[PROBLEM DETAILS]:
Check each line of the data below for the string "crates", then state how many have it and nothing else.

[TASK MATERIAL]:
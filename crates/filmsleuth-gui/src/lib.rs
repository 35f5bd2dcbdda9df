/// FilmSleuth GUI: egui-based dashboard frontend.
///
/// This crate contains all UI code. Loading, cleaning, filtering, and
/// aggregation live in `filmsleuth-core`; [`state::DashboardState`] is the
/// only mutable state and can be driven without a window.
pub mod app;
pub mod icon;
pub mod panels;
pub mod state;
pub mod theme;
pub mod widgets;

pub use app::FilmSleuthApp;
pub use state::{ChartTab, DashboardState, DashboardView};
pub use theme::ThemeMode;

---

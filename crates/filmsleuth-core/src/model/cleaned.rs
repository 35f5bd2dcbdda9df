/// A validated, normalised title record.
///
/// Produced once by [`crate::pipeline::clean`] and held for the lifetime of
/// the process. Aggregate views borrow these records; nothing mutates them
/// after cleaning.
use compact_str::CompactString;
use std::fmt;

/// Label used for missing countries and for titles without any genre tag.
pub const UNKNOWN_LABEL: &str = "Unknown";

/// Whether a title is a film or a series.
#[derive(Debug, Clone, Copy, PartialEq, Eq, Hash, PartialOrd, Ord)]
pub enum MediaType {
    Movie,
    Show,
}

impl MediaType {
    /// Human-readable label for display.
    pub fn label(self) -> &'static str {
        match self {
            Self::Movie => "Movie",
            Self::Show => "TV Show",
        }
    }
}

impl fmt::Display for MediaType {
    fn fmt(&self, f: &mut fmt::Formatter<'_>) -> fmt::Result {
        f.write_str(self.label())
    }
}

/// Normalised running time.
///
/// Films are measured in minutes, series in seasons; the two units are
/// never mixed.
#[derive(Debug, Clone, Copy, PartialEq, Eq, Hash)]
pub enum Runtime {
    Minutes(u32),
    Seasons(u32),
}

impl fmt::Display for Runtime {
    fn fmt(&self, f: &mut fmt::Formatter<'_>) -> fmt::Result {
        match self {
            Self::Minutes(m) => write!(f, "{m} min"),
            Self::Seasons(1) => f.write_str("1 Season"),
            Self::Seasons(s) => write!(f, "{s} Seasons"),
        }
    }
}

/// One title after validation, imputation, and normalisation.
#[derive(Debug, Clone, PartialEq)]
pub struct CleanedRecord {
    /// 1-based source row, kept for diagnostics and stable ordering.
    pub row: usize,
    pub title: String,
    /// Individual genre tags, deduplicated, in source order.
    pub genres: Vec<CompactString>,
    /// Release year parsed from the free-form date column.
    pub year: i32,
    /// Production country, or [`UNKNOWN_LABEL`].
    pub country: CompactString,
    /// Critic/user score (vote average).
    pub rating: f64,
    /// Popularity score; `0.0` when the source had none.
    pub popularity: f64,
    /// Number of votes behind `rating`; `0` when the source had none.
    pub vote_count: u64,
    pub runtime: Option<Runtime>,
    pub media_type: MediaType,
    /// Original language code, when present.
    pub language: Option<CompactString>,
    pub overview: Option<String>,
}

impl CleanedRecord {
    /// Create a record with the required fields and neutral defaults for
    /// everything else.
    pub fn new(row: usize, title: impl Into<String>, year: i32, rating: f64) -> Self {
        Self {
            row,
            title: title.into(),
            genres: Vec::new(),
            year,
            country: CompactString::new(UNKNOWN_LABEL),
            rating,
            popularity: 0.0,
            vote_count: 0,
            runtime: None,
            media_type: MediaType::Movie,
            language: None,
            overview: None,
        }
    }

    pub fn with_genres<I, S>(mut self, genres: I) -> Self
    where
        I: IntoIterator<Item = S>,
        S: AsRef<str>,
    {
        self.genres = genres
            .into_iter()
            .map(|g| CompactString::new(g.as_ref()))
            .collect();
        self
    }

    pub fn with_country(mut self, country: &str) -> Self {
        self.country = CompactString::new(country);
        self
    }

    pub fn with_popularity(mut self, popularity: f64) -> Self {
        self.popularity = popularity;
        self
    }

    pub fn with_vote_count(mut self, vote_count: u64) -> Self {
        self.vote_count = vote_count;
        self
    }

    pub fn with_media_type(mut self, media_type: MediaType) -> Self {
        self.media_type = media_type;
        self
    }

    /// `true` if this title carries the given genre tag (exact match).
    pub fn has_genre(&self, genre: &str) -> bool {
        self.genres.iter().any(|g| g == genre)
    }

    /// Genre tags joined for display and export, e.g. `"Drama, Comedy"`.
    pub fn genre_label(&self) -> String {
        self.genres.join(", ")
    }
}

[RESPONSE TO THIS TASK]:
2